Humility marked David as a shepherd, so he could become a soft-hearted King.
Faith marked Moses. That self-aware stutterer split the sea.
Integrity marked Joseph, who refused Potiphar’s wife, and Lincoln, who split rails and told the truth.
Courage marked Joshua, who marched around Jericho, and Paul, who faced the Sanhedrin.
Love for the flock marked the shepherd who lays down his life.
Teachability marked Samuel, who slept by the ark, and Timothy, who studied.
Sovereign selection marked Cyrus, who never knew the God who named him.
Trump fits none of these cleanly from outward appearance. He is loud where David was quiet, rich where Moses was exiled. Yet the pattern holds: God uses the unlikely. And God sees the heart. And in the eyes of God, I believe Trump checks off more of these qualities than he is given credit for. The question is not whether Trump is anointed. The question is whether the Republic still recognizes the difference between anointing and ambition.
The Constitution is not marble. It is paper. Ink. Breath. “We the People” is not a flourish. It is a mechanism. Article V offers two paths: Congress or the states. Precedent shows twenty-seven amendments, seventeen since the Bill of Rights. Speed is possible.

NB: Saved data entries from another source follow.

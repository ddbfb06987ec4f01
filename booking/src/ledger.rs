//! Capacity ledger: how much of an element, a category or an event is consumed.
//!
//! Pure read-aggregation over booking records. Stores call these functions
//! while holding whatever lock makes the subsequent write atomic; the SQL
//! store computes the same figures with aggregate queries.

use crate::error::{BookingError, Result};
use crate::types::{
    Booking, BookingId, BookingKind, Category, CategoryId, ElementId, Event, EventId,
    FloorPlanElement, UsageCredential, WaitlistScope,
};

/// The booking currently holding `element_id` on `event_id`, if any.
///
/// Any non-cancelled booking holds its element, no-shows included.
pub fn element_holder<'a, I>(bookings: I, event_id: EventId, element_id: ElementId) -> Option<BookingId>
where
    I: IntoIterator<Item = &'a Booking>,
{
    bookings
        .into_iter()
        .find(|b| {
            b.event_id == event_id && b.element_id == Some(element_id) && b.status.holds_inventory()
        })
        .map(|b| b.id)
}

/// Guests seated by pending, confirmed or checked-in reservations on `event_id`.
pub fn reserved_guests<'a, I>(bookings: I, event_id: EventId) -> u32
where
    I: IntoIterator<Item = &'a Booking>,
{
    bookings
        .into_iter()
        .filter(|b| {
            b.event_id == event_id
                && b.kind == BookingKind::Reservation
                && b.status.holds_capacity()
        })
        .fold(0_u32, |sum, b| sum.saturating_add(b.guests))
}

/// Units of `category_id` consumed by capacity-holding bookings.
///
/// A category's `sold` counter should always equal this figure.
pub fn category_consumed<'a, I>(bookings: I, category_id: CategoryId) -> u32
where
    I: IntoIterator<Item = &'a Booking>,
{
    bookings
        .into_iter()
        .filter(|b| b.category_id == Some(category_id) && b.status.holds_inventory())
        .fold(0_u32, |sum, b| sum.saturating_add(b.capacity_demand()))
}

/// Checks one more use of `credential` against its ceilings.
///
/// `uses_by_user` counts the uses already recorded for the redeeming identity.
///
/// # Errors
///
/// Returns [`BookingError::UsageLimit`] naming the ceiling that would be exceeded.
pub fn check_usage_ceilings(credential: &UsageCredential, uses_by_user: u32) -> Result<()> {
    if let Some(limit) = credential.usage_limit.filter(|l| *l > 0) {
        if credential.used >= limit {
            return Err(BookingError::UsageLimit {
                scope: "global",
                limit,
            });
        }
    }
    if let Some(limit) = credential.per_user_limit.filter(|l| *l > 0) {
        if uses_by_user >= limit {
            return Err(BookingError::UsageLimit {
                scope: "per_user",
                limit,
            });
        }
    }
    Ok(())
}

/// Everything the availability checker needs to decide one request.
#[derive(Clone, Debug, PartialEq)]
pub struct LedgerSnapshot {
    /// The event being booked
    pub event: Event,
    /// Requested category, with its current `sold` counter
    pub category: Option<Category>,
    /// Requested floor-plan element
    pub element: Option<FloorPlanElement>,
    /// Booking currently holding the requested element
    pub element_holder: Option<BookingId>,
    /// Guests seated by capacity-holding reservations on the event
    pub reserved_guests: u32,
}

impl LedgerSnapshot {
    /// Aggregates a snapshot from in-memory records.
    #[must_use]
    pub fn build<'a, I>(
        event: Event,
        category: Option<Category>,
        element: Option<FloorPlanElement>,
        bookings: I,
    ) -> Self
    where
        I: IntoIterator<Item = &'a Booking> + Clone,
    {
        let element_holder = element
            .as_ref()
            .and_then(|e| element_holder(bookings.clone(), event.id, e.id));
        let reserved_guests = reserved_guests(bookings, event.id);

        Self {
            event,
            category,
            element,
            element_holder,
            reserved_guests,
        }
    }

    /// Guests still admissible at event level, `None` when unlimited.
    #[must_use]
    pub fn event_remaining(&self) -> Option<u32> {
        self.event
            .capacity_limit()
            .map(|capacity| capacity.saturating_sub(self.reserved_guests))
    }

    /// Units of `scope` free for waitlist offers, `None` when unlimited.
    ///
    /// The snapshot must have been taken for the scope's category or element.
    #[must_use]
    pub fn scope_remaining(&self, scope: WaitlistScope) -> Option<u32> {
        match scope {
            WaitlistScope::Element { .. } => Some(u32::from(self.element_holder.is_none())),
            WaitlistScope::Category { .. } => self.category_remaining(),
            WaitlistScope::Event { .. } => self.event_remaining(),
        }
    }

    /// Units still on sale in the requested category, `None` when unlimited.
    #[must_use]
    pub fn category_remaining(&self) -> Option<u32> {
        self.category.as_ref().and_then(|category| {
            category
                .capacity_limit()
                .map(|capacity| capacity.saturating_sub(category.sold))
        })
    }
}

#[cfg(test)]
mod tests {
    use super::*;
    use crate::types::{BookingStatus, CancelToken, ConfirmationCode, Customer, Money, PaymentStatus};
    use seatkeeper_testing::test_time;

    fn booking(event_id: EventId, kind: BookingKind, guests: u32, status: BookingStatus) -> Booking {
        Booking {
            id: BookingId::new(),
            event_id,
            user_id: None,
            kind,
            subtype: None,
            element_id: None,
            element_label: None,
            category_id: None,
            price: Money::default(),
            currency: "EUR".into(),
            payment_status: PaymentStatus::None,
            status,
            quantity: 1,
            guests,
            customer: Customer {
                name: "Ada".into(),
                email: "ada@example.com".into(),
                phone: None,
            },
            customer_notes: None,
            internal_notes: None,
            payload: serde_json::Value::Null,
            confirmation_code: ConfirmationCode::new("ABCDEFGH"),
            cancel_token: CancelToken::new("t"),
            cancel_token_expires_at: test_time(),
            checked_in_at: None,
            checked_in_by: None,
            created_at: test_time(),
            updated_at: test_time(),
        }
    }

    #[test]
    fn test_reserved_guests_skips_cancelled_and_tickets() {
        let event_id = EventId::new();
        let bookings = [
            booking(event_id, BookingKind::Reservation, 3, BookingStatus::Confirmed),
            booking(event_id, BookingKind::Reservation, 2, BookingStatus::CheckedIn),
            booking(event_id, BookingKind::Reservation, 4, BookingStatus::Cancelled),
            booking(event_id, BookingKind::Ticket, 5, BookingStatus::Confirmed),
            booking(EventId::new(), BookingKind::Reservation, 7, BookingStatus::Pending),
        ];

        assert_eq!(reserved_guests(&bookings, event_id), 5);
    }

    #[test]
    fn test_cancelled_booking_releases_element() {
        let event_id = EventId::new();
        let element_id = ElementId::new();
        let mut held = booking(event_id, BookingKind::Reservation, 2, BookingStatus::Pending);
        held.element_id = Some(element_id);

        assert_eq!(element_holder([&held], event_id, element_id), Some(held.id));

        held.status = BookingStatus::Cancelled;
        assert_eq!(element_holder([&held], event_id, element_id), None);
    }

    #[test]
    fn test_category_consumption_uses_demand() {
        let event_id = EventId::new();
        let category_id = CategoryId::new();
        let mut ticket = booking(event_id, BookingKind::Ticket, 1, BookingStatus::Confirmed);
        ticket.quantity = 3;
        ticket.category_id = Some(category_id);
        let mut table = booking(event_id, BookingKind::Reservation, 4, BookingStatus::NoShow);
        table.category_id = Some(category_id);

        assert_eq!(category_consumed([&ticket, &table], category_id), 7);
    }

    #[test]
    fn test_no_show_frees_guests_but_keeps_inventory() {
        let event_id = EventId::new();
        let element_id = ElementId::new();
        let mut absent = booking(event_id, BookingKind::Reservation, 4, BookingStatus::NoShow);
        absent.element_id = Some(element_id);
        let seated = booking(event_id, BookingKind::Reservation, 2, BookingStatus::CheckedIn);

        assert_eq!(reserved_guests([&absent, &seated], event_id), 2);
        assert_eq!(element_holder([&absent], event_id, element_id), Some(absent.id));
    }

    #[test]
    fn test_usage_ceilings() {
        let mut credential = UsageCredential {
            id: crate::types::CredentialId::new(),
            kind: crate::types::CredentialKind::Coupon,
            code: "SPRING".into(),
            usage_limit: Some(3),
            per_user_limit: Some(1),
            used: 2,
            active: true,
        };
        assert!(check_usage_ceilings(&credential, 0).is_ok());
        assert_eq!(
            check_usage_ceilings(&credential, 1),
            Err(BookingError::UsageLimit {
                scope: "per_user",
                limit: 1
            })
        );
        credential.used = 3;
        assert_eq!(
            check_usage_ceilings(&credential, 0),
            Err(BookingError::UsageLimit {
                scope: "global",
                limit: 3
            })
        );
    }

    #[test]
    fn test_snapshot_remaining() {
        let mut event = Event::new("Gala");
        event.capacity = Some(10);
        let bookings = [booking(event.id, BookingKind::Reservation, 6, BookingStatus::Confirmed)];
        let mut category = Category::new(event.id, "VIP");
        category.capacity = Some(5);
        category.sold = 5;

        let snapshot = LedgerSnapshot::build(event, Some(category), None, &bookings);
        assert_eq!(snapshot.event_remaining(), Some(4));
        assert_eq!(snapshot.category_remaining(), Some(0));
        assert_eq!(
            snapshot.scope_remaining(WaitlistScope::Event {
                event_id: snapshot.event.id
            }),
            Some(4)
        );
    }
}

The Twenty-sixth Amendment, lowering the voting age to eighteen during the Vietnam War when young men were drafted but could not vote, took one hundred days. The document can be changed. It has been changed. The only question is whether the will is there.
And that’s the topic for today:
The Unfinished Term: How Trump Claims His Next Presidency
Before 1951, no president served more than two terms except Franklin Roosevelt. George Washington, the Virginia planter who led the Continental Army to victory at Yorktown in 1781 and presided over the Constitutional Convention in 1787, set the precedent by refusing a third term in 1796, warning in his Farewell Address of the dangers of permanent power. Thomas Jefferson, the author of the Declaration of Independence and third president, codified the two-term tradition in letters and practice. Ulysses S. Grant, the Union general who accepted Lee’s surrender at Appomattox in 1865 and served as eighteenth president, briefly considered a third term in 1876 but was shamed into silence by party elders.
Roosevelt broke the mold with the Great Depression and World War II, winning four terms and dying in office in April 1945. The Twenty-second Amendment was not wisdom. It was panic. The Eightieth Congress, Republican-controlled in 1947, proposed it. The House passed it 285 to 121. The Senate passed it 59 to 23. Ratification came on February 27, 1951. The text is narrow: no person shall be elected to the office of the President more than twice. The clause does not bar service beyond ten years through succession. It does not bar non-consecutive terms. It was written to stop another Roosevelt, not to stop the people. But most people agree. You don’t get to be President for more than two elected terms. Let’s walk the path of each argument for Trump being elected in 2028.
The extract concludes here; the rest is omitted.